More People’s Choice Awards:
News: ‘Twilight’ wins big at People’s Choice Awards 2010
PopWatch: People’s Choice Awards 2009: You showed up? Here’s a trophy!








Abso-freakin’-lutely hilarious. I wish we hadn’t changed channels for the only tolerable part of “Launch My Line” thinking Lady Gaga was going to guest judge – I would have loved to have watched the Johnny Depp bit.
All of this – so right on.
I didn’t watch it, but I was lucky enough to change the channel right when Johnny Depp got his award, so I saw that delicious part. Two of my favorite actors- Sacha Baron Cohen and Johnny Depp on the stage at the same time is a can’t miss moment.
you’re an idiot!
The feeling is mutual, ted.
I don’t know a single educated person who wastes time watching these award shows. Soooooooo boring! They are just lame last-ditch efforts to boost sales.
Favorite Award That Was Unfairly NOT Presented During The Ceremony… Best Fantasy/Scifi Show (SUPERNATURAL finally wins something and nobody says squat??? I’m outraged!)

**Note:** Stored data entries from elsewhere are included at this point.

//! HealthDaemon: periodic reconciler that scans live mux sessions, detects
//! dead workers and orphaned sessions, and escalates stalled reviews
//! (`spec.md` §4.6).

use crate::errors::StoreError;
use crate::eventlog;
use crate::mux::MuxAdapter;
use crate::store::StateStore;
use std::collections::HashSet;
use std::sync::Arc;
use std::time::Duration;
use swarmd_common::{PhaseStatus, ProgressEvent, ReviewStatus, TaskStatus, WorkerStatus};
use tracing::{info, warn};

/// Session names hosting workers always begin with this prefix
/// (`WorkerId::mux_session_name`); anything else found live is out of scope.
const WORKER_SESSION_PREFIX: &str = "agent_";

#[derive(Debug, Clone, Default, serde::Serialize)]
pub struct HealthReport {
    pub scanned_tasks: usize,
    pub terminated_workers: Vec<String>,
    pub escalated_reviews: Vec<String>,
    pub orphan_sessions: Vec<String>,
}

pub struct HealthDaemon {
    store: Arc<StateStore>,
    mux: Arc<dyn MuxAdapter>,
    scan_interval: Duration,
}

impl HealthDaemon {
    pub fn new(store: Arc<StateStore>, mux: Arc<dyn MuxAdapter>, scan_interval: Duration) -> Self {
        Self { store, mux, scan_interval }
    }

    /// Runs the periodic scan forever. Errors inside a single scan are
    /// logged, never propagated — the daemon never crashes the process
    /// (`spec.md` §8 property: HealthDaemon errors are non-fatal).
    pub async fn run_periodic(self: Arc<Self>) {
        let mut interval = tokio::time::interval(self.scan_interval);
        loop {
            interval.tick().await;
            let report = self.scan().await;
            info!(
                target: "swarmd::health",
                scanned = report.scanned_tasks,
                terminated = report.terminated_workers.len(),
                escalated = report.escalated_reviews.len(),
                orphans = report.orphan_sessions.len(),
                "health scan complete"
            );
        }
    }

    /// `trigger_health_scan`: runs one scan pass on demand and returns its
    /// report (`spec.md` §4.6).
    pub async fn scan(&self) -> HealthReport {
        let mut report = HealthReport::default();
        let live_sessions: HashSet<String> = self.mux.list_sessions().await.unwrap_or_default().into_iter().collect();

        let index = match self.store.read_index() {
            Ok(entries) => entries,
            Err(e) => {
                warn!(target: "swarmd::health", error = %e, "failed to read global index, skipping scan");
                return report;
            }
        };

        let mut known_sessions = HashSet::new();
        for entry in index.iter().filter(|e| !matches!(e.status, TaskStatus::Completed | TaskStatus::Failed)) {
            report.scanned_tasks += 1;
            if let Err(e) = self.scan_task(&entry.task_id, &live_sessions, &mut known_sessions, &mut report).await {
                warn!(target: "swarmd::health", task_id = %entry.task_id, error = %e, "health scan failed for task");
            }
        }

        for session in &live_sessions {
            if session.starts_with(WORKER_SESSION_PREFIX) && !known_sessions.contains(session) {
                report.orphan_sessions.push(session.clone());
            }
        }

        report
    }

    async fn scan_task(
        &self,
        task_id: &str,
        live_sessions: &HashSet<String>,
        known_sessions: &mut HashSet<String>,
        report: &mut HealthReport,
    ) -> Result<(), StoreError> {
        let task = self.store.read_registry(task_id)?;
        known_sessions.extend(task.workers.iter().map(|w| w.mux_session.clone()));

        let newly_dead: Vec<(String, std::path::PathBuf)> = task
            .workers
            .iter()
            .filter(|w| !w.status.is_terminal())
            .filter(|w| !(live_sessions.contains(&w.mux_session) && pid_alive(w.pid)))
            .map(|w| (w.worker_id.as_str().to_string(), w.files.progress_file.clone()))
            .collect();

        if newly_dead.is_empty() {
            return Ok(());
        }

        let dead_ids: Vec<String> = newly_dead.iter().map(|(id, _)| id.clone()).collect();
        let escalated = self.store.with_locked_registry(task_id, {
            let dead_ids = dead_ids.clone();
            move |task| {
                for worker_id in &dead_ids {
                    if let Some(w) = task.find_worker_mut(worker_id)
                        && !w.status.is_terminal()
                    {
                        w.status = WorkerStatus::Terminated;
                        w.completed_at = Some(chrono::Utc::now());
                    }
                }

                let terminal_ids: Vec<String> = task
                    .workers
                    .iter()
                    .filter(|w| w.status.is_terminal())
                    .map(|w| w.worker_id.as_str().to_string())
                    .collect();

                let mut escalated = Vec::new();
                for idx in 0..task.reviews.len() {
                    if task.reviews[idx].status != ReviewStatus::InProgress {
                        continue;
                    }
                    if !task.reviews[idx].is_escalation(&terminal_ids) {
                        continue;
                    }
                    task.reviews[idx].status = ReviewStatus::Escalated;
                    task.reviews[idx].escalation_reason =
                        Some("all registered reviewers terminated without a verdict".to_string());
                    escalated.push(task.reviews[idx].review_id.as_str().to_string());
                    let phase_index = task.reviews[idx].phase_index;
                    if let Some(phase) = task.phases.get_mut(phase_index)
                        && phase.status == PhaseStatus::UnderReview
                    {
                        let _ = phase.try_transition(PhaseStatus::Escalated);
                    }
                }

                task.recompute_counters();
                Ok(escalated)
            }
        })?;

        for (worker_id, progress_path) in &newly_dead {
            let event = ProgressEvent {
                timestamp: chrono::Utc::now(),
                agent_id: worker_id.clone(),
                status: WorkerStatus::Terminated.to_string(),
                message: "health scan: mux session or process no longer alive".to_string(),
                progress: 0,
            };
            let _ = eventlog::append(progress_path, &event).await;
        }

        report.terminated_workers.extend(dead_ids);
        report.escalated_reviews.extend(escalated);
        Ok(())
    }
}

#[cfg(unix)]
fn pid_alive(pid: Option<u32>) -> bool {
    match pid {
        // PID not yet discovered (spawn race): don't treat as dead on this alone.
        None => true,
        Some(pid) => unsafe {
            if libc::kill(pid as libc::pid_t, 0) == 0 {
                true
            } else {
                std::io::Error::last_os_error().raw_os_error() == Some(libc::EPERM)
            }
        },
    }
}

#[cfg(not(unix))]
fn pid_alive(_pid: Option<u32>) -> bool {
    true
}

#[cfg(test)]
mod tests {
    use super::*;
    use crate::config::SwarmdConfig;
    use crate::mux::FakeMuxAdapter;
    use crate::supervisor::WorkerSupervisor;
    use std::path::PathBuf;
    use swarmd_common::{Phase, Priority, Task};
    use tempfile::tempdir;

    async fn harness(dir: &std::path::Path) -> (HealthDaemon, WorkerSupervisor, String, Arc<FakeMuxAdapter>) {
        let config = SwarmdConfig { workspace_base: dir.to_path_buf(), ..SwarmdConfig::default() };
        let store = Arc::new(StateStore::open(config.clone()).unwrap());
        let mux = Arc::new(FakeMuxAdapter::new());
        let phase = Phase::new(0, "Investigation".into(), None, vec!["design.md".into()], vec!["documented".into()]);
        let mut task = Task::new(
            "investigate the cache layer for thread safety".into(),
            Priority::P1,
            PathBuf::from("/tmp/project"),
            dir.join("TASK-x"),
            vec![phase],
        );
        task.phases[0].status = PhaseStatus::Active;
        let task_id = task.task_id.as_str().to_string();
        store.create_task(task).unwrap();

        let supervisor = WorkerSupervisor::new(Arc::clone(&store), Arc::clone(&mux) as Arc<dyn MuxAdapter>, config);
        let health = HealthDaemon::new(store, Arc::clone(&mux) as Arc<dyn MuxAdapter>, Duration::from_secs(30));
        (health, supervisor, task_id, mux)
    }

    #[tokio::test]
    async fn scan_marks_worker_terminated_after_session_dies() {
        let dir = tempdir().unwrap();
        let (health, supervisor, task_id, mux) = harness(dir.path()).await;
        let outcome = supervisor.spawn_worker(&task_id, "investigator", "analyze cache").await.unwrap();
        mux.simulate_death(&outcome.worker.mux_session);

        let report = health.scan().await;
        assert_eq!(report.terminated_workers, vec![outcome.worker.worker_id.as_str().to_string()]);

        let task = supervisor.store().read_registry(&task_id).unwrap();
        assert_eq!(task.find_worker(outcome.worker.worker_id.as_str()).unwrap().status, WorkerStatus::Terminated);
        assert_eq!(task.counters.active_count, 0);
    }

    #[tokio::test]
    async fn scan_is_a_no_op_after_a_worker_is_already_terminated() {
        let dir = tempdir().unwrap();
        let (health, supervisor, task_id, mux) = harness(dir.path()).await;
        let outcome = supervisor.spawn_worker(&task_id, "investigator", "analyze cache").await.unwrap();
        supervisor.kill_worker(&task_id, outcome.worker.worker_id.as_str()).await.unwrap();
        let _ = mux;

        let report = health.scan().await;
        assert!(report.terminated_workers.is_empty());
    }

    #[tokio::test]
    async fn orphan_session_is_reported_but_not_killed() {
        let dir = tempdir().unwrap();
        let (health, _supervisor, _task_id, mux) = harness(dir.path()).await;
        mux.start_session("agent_ghost-000000-ab12cd", std::path::Path::new("/tmp"), &[]).await.unwrap();

        let report = health.scan().await;
        assert_eq!(report.orphan_sessions, vec!["agent_ghost-000000-ab12cd".to_string()]);
        assert!(mux.session_alive("agent_ghost-000000-ab12cd").await.unwrap());
    }
}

I TOTALLY AGREE! I’m super excited that Supernatural is finally being recognized. But why couldn’t it be on the telecast?
Agreed. Supernatural is one of the best shows on television and everyone ignores it. Not cool.
Stupid and pathetic show that won’t be around in 2 years! Ridiculous that it won over Lost!!!
@ted – have you seen it? I’m not saying you would automatically love it. IMO it’s a great show with wonderful writing and characters. Just like Lost. I can like two shows, ya know, and be happy when one wins something or is finally recognized like others have said. Why are you so bitter? Do you realize that Lost won’t be around in a 2 years either? It’s in its last season, as is Supernatural most likely, because both are planning to end after this season.
@ Ted
You obviously have no idea what you’re talking about. Supernatural is one of the most insanely well-crafted shows in the last 5 years, and while it builds intrigue, suspense, and intensity like Lost, unlike lost, it actually “puts out”…basically, the mind-bending twists on Supernatural are explained or at least adhered to while the twists on Lost just start to get annoying. If there’s anything pathetic and stupid going on around here I’m sure it would have something to do with you. Such hostility, you really make Lost fans look good. XD
I agree completely!! Supernatural is my favorite show of all time, and it has the best storyline! It can’t even be recognized? I don’t know about you, but I wanted to see some hot guys give an acceptance speech… (Jensen and Jared. lol.)
I was REALLY disappointed that not only was the Fav Sci-Fi/Fantasy Award NOT presented to Supernatural DURING the broadcast, but there was also not even a mention of it (or any of the other categories that they also didn’t air).
I really feel that as the PCA’s headed off to the commercial breaks they could have – either via announcer voiceover or doing a screenshot listing several of them – made mention of the categories/winners there (apparently) wasn’t enough time to actually present awards to during the on-air broadcast.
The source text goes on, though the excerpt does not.